La désirabilité des métiers d'art

Le sentiment étrange que l’on a parfois en tant qu’artisan d’art, c’est que nos métiers sont plus désirables que nos objets.
C’est volontairement que je substitue le terme “désirabilité” à “marginalité”, d’un article à l’autre. Il y a un fantasme de ces métiers dits “d’exception”, de la rareté de nos savoir-faire, une fascination de ce choix de vie professionnelle.
“Désirabilité” est un terme souvent utilisé dans le marketing, alors que marginalité... pas vraiment. Or, si l’on y regarde de près, dès qu’un média aborde le sujet de l’artisanat d’art (ou des “néo-artisans”), il le fait à grand renfort de photos de gestes, d’ateliers joliment poussiéreux, de portraits de personnes en quête de sens, de parcours atypiques. La reconversion, précoce ou tardive, vers les métiers de l’artisanat est le grand sujet tendance du moment, et ce traitement pose un vrai problème auquel il faudrait apporter des nuances lors des JEMA.
Ce qui doit être désirable, c’est avant tout l’objet créé par l’artisan.
Cette évidence, nous voudrions la souligner, la surligner, la mettre en caractères gras est un minimum pour notre avenir.

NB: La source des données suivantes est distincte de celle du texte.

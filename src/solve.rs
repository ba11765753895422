// Copyright 2026 by the timetabler authors
//
// Licensed under the Apache License, Version 2.0 (the "License"); you may not use this file except in compliance with
// the License. You may obtain a copy of the License at
//
//     http://www.apache.org/licenses/LICENSE-2.0
//
// Unless required by applicable law or agreed to in writing, software distributed under the License is distributed on an
// "AS IS" BASIS, WITHOUT WARRANTIES OR CONDITIONS OF ANY KIND, either express or implied. See the License for the
// specific language governing permissions and limitations under the License.

//! Solving a sealed session and extracting the timetable from the solution

use crate::catalog::Catalog;
use crate::cp::{IntVar, Solution, Solver, Status};
use crate::rules::lunch::LunchAllocation;
use crate::session::Session;
use crate::Error;
use log::{info, warn};
use ndarray::Array3;

/// A solved timetable: subject and room per (class, day, slot)
#[derive(Clone, Debug)]
pub struct Timetable {
    catalog: Catalog,
    status: Status,
    objective: Option<i64>,
    lessons: Array3<usize>,
    rooms: Array3<usize>,
    lunch: Option<LunchAllocation>,
}

impl Timetable {
    pub fn catalog(&self) -> &Catalog {
        &self.catalog
    }

    /// `Status::Optimal` or `Status::Feasible` (if the search was stopped by a limit)
    pub fn status(&self) -> Status {
        self.status
    }

    /// Total penalty of the timetable, if the model had soft constraints
    pub fn objective(&self) -> Option<i64> {
        self.objective
    }

    /// Subject index of the class at (day, slot). `FREE` for no lesson.
    pub fn subject(&self, class: usize, day: usize, slot: usize) -> usize {
        self.lessons[[class, day, slot]]
    }

    /// Room index of the class at (day, slot). `NO_ROOM` for no room.
    pub fn room(&self, class: usize, day: usize, slot: usize) -> usize {
        self.rooms[[class, day, slot]]
    }

    pub fn lessons(&self) -> &Array3<usize> {
        &self.lessons
    }

    pub fn rooms(&self) -> &Array3<usize> {
        &self.rooms
    }

    pub fn lunch(&self) -> Option<&LunchAllocation> {
        self.lunch.as_ref()
    }
}

/// Result of a successful solver run
#[derive(Debug)]
pub enum SolveOutcome {
    Solved(Timetable),
    /// The hard constraints admit no timetable
    Infeasible,
}

fn extract(solution: &Solution, vars: &Array3<IntVar>) -> Result<Array3<usize>, Error> {
    let mut result = Array3::zeros(vars.dim());
    for (value, var) in result.iter_mut().zip(vars.iter()) {
        *value = solution
            .value(*var)
            .ok_or_else(|| Error::Model(format!("No value for variable {:?} in solution", var)))?
            as usize;
    }
    Ok(result)
}

/// Seal the session, solve its model and extract the timetable.
///
/// # Errors
///
/// Fails with `Error::Engine` if the solver finishes with a status other than OPTIMAL, FEASIBLE or INFEASIBLE and with
/// `Error::Model` if the model cannot be sealed.
pub fn solve<S: Solver + ?Sized>(session: Session, solver: &S) -> Result<SolveOutcome, Error> {
    let sealed = session.seal()?;
    let solution = solver.solve(&sealed.model);
    info!(
        "Solver finished with status {} after {} nodes",
        solution.status, solution.nodes
    );
    match solution.status {
        Status::Optimal | Status::Feasible => {
            if solution.status == Status::Feasible {
                warn!("The search was stopped by a limit. The timetable may not be optimal.");
            }
            let lessons = extract(&solution, &sealed.lessons)?;
            let rooms = extract(&solution, &sealed.rooms)?;
            Ok(SolveOutcome::Solved(Timetable {
                catalog: sealed.catalog,
                status: solution.status,
                objective: solution.objective,
                lessons,
                rooms,
                lunch: sealed.lunch,
            }))
        }
        Status::Infeasible => Ok(SolveOutcome::Infeasible),
        status => Err(Error::Engine(status)),
    }
}

#[cfg(test)]
mod tests {
    use crate::cp::{Model, SearchSolver, Solution, Solver, SolverConfig, Status};
    use crate::testing;
    use crate::{Error, SolveOutcome, FREE};

    /// A solver, which gives up immediately
    struct FailingSolver;

    impl Solver for FailingSolver {
        fn solve(&self, _model: &Model) -> Solution {
            Solution::empty(Status::ModelInvalid, 0)
        }
    }

    #[test]
    fn engine_error() {
        let session = testing::simple_session();
        match crate::solve(session, &FailingSolver) {
            Err(Error::Engine(Status::ModelInvalid)) => (),
            x => panic!("Expected engine error, got {:?}", x),
        }
    }

    #[test]
    fn node_limit_without_solution() {
        let session = testing::simple_session();
        let solver = SearchSolver::new(SolverConfig {
            num_threads: 1,
            node_limit: Some(1),
            time_limit: None,
        });
        assert!(matches!(crate::solve(session, &solver), Err(Error::Engine(Status::Unknown))));
    }

    #[test]
    fn quotas_are_exact() {
        let timetable = testing::solve_feasible(&testing::tiny_config());
        let catalog = timetable.catalog();
        for class in 0..2 {
            let mut counts = [0; 4];
            for day in 0..2 {
                for slot in 0..4 {
                    counts[timetable.subject(class, day, slot)] += 1;
                }
            }
            assert_eq!(counts[FREE], 4);
            assert_eq!(counts[catalog.subject("A").unwrap()], 2);
            assert_eq!(counts[catalog.subject("B").unwrap()], 2);
            // "C" has no quota for the level, so it is never scheduled
            assert_eq!(counts[catalog.subject("C").unwrap()], 0);
        }
    }

    #[test]
    fn solve_simple_config() {
        let timetable = testing::solve_feasible(&testing::simple_config());
        assert_eq!(timetable.status(), Status::Optimal);
        assert_eq!(timetable.objective(), Some(0));
        let catalog = timetable.catalog().clone();
        let subject = |name: &str| catalog.subject(name).unwrap();
        let l6 = catalog.level("6e").unwrap();

        // Quotas
        for class in catalog.classes.iter() {
            for (subject, quota) in catalog.levels[class.level].quotas.iter() {
                let count = timetable
                    .lessons()
                    .index_axis(ndarray::Axis(0), class.index)
                    .iter()
                    .filter(|s| *s == subject)
                    .count();
                assert_eq!(count as u32, *quota, "Quota of {} in {}", catalog.subject_name(*subject), class.name);
            }
        }

        // Fixed lesson and room
        assert_eq!(timetable.subject(1, 0, 1), subject("Histoire"));
        assert_eq!(timetable.room(1, 0, 1), catalog.room("S2").unwrap());

        // T_MATH is unavailable on Lundi 8h
        for class in 0..3 {
            assert_ne!(timetable.subject(class, 0, 0), subject("Maths"));
        }

        // EPS only in slots with the gymnasium available
        for class in 0..3 {
            for slot in [0, 1] {
                assert_ne!(timetable.subject(class, 1, slot), subject("EPS"));
            }
        }

        // Lunch at 12h for everybody
        for class in 0..3 {
            for day in 0..2 {
                assert_eq!(timetable.subject(class, day, 4), FREE);
            }
        }
        assert_eq!(timetable.lunch().unwrap().slots, vec![4, 4, 4]);

        // 6e EPS in lock-step
        for day in 0..2 {
            for slot in 0..6 {
                assert_eq!(
                    timetable.subject(0, day, slot) == subject("EPS"),
                    timetable.subject(1, day, slot) == subject("EPS")
                );
            }
        }

        // Latin targeted at Mardi 13h
        assert_eq!(timetable.subject(2, 1, 5), subject("Latin"));

        // Maths at most once a day for 6e, never directly after EPS
        for class in catalog.classes_of_level(l6) {
            for day in 0..2 {
                let maths = (0..6).filter(|s| timetable.subject(class, day, *s) == subject("Maths")).count();
                assert!(maths <= 1);
            }
        }
        for class in 0..3 {
            for day in 0..2 {
                for slot in 0..5 {
                    assert!(
                        !(timetable.subject(class, day, slot) == subject("EPS")
                            && timetable.subject(class, day, slot + 1) == subject("Maths"))
                    );
                }
            }
        }

        // Maths is taught by a single teacher
        for day in 0..2 {
            for slot in 0..6 {
                let maths = (0..3).filter(|c| timetable.subject(*c, day, slot) == subject("Maths")).count();
                assert!(maths <= 1);
            }
        }
    }

    #[test]
    fn infeasible_outcome() {
        let mut config = testing::tiny_config();
        config.quotas.get_mut("L1").unwrap().insert("C".to_owned(), 5);
        assert!(matches!(testing::solve(&config), SolveOutcome::Infeasible));
    }
}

Il faut recentrer l’attention portée par tous, la presse, les médias, et même les institutions (territoriales, nationales) vers le produit de ces métiers. Car oui, si les métiers d’art sont une issue possible à des quêtes de sens, à des quêtes de nouvelles compétences, au développement d’une autre intelligence, et à des recherches d’emploi tout simplement!, ils ne pourront pas se développer s’ils ne sont pas viables économiquement. Et leur viabilité, c’est par la vente de nos objets que nous pouvons l’assurer.
De ce glissement de notre attractivité résulte un glissement de nos activités: si ce sont nos gestes et nos savoir-faire qui suscitent l’envie, alors nous ouvrons des cours, des ateliers, des stages. Il faut bien “en” vivre, non? Mais alors, on tourne en rond: on produit moins, on fabrique moins, on transmet plus, en transmettant on permet aux apprenants de faire leurs propres objets, et peut-être de se lancer dans une activité d’artisan d’art qui les fait tant rêver. D’artisans, nous devenons enseignants. Or, un geste d’exception s’acquiert par la maîtrise technique, la maîtrise technique s’acquiert par la répétition dans le travail, au quotidien. La créativité artistique naît de la disponibilité, de la concentration, d’un processus solitaire et même parfois intime.
Nous saluons ici toujours (et nous y contribuons par nos salons qui sont si difficiles à porter, malheureusement) les initiatives qui mettent en avant les objets de créateurs: lieux de diffusion, blogs associés à des e-shops, boutiques de musées ou d’offices de tourisme, etc... Espérons que les journalistes intègrent de plus en plus de photos de nos objets dans leurs sélections, leurs coups de coeur, que les boutiques développent des corners “fabriqué à la main par un atelier d’art”, que la désirabilité de l’objet-oeuvre soit peu à peu à la hauteur de l’autre désirabilité illusoire: celle d’une vie professionnelle marginale. Une chose est sûre: l’objet ne vous décevra pas, alors que le métier d’art... risque de susciter la désillusion.
Il suffit de ne pas “vendre” le travail manuel avant de “vendre” l’objet créé à la main.
Et si nous y parvenons, alors les métiers d’art pourraient se développer et apporter leur pierre (taillée bien sûr) à un renouveau sociétal... apparemment nécessaire.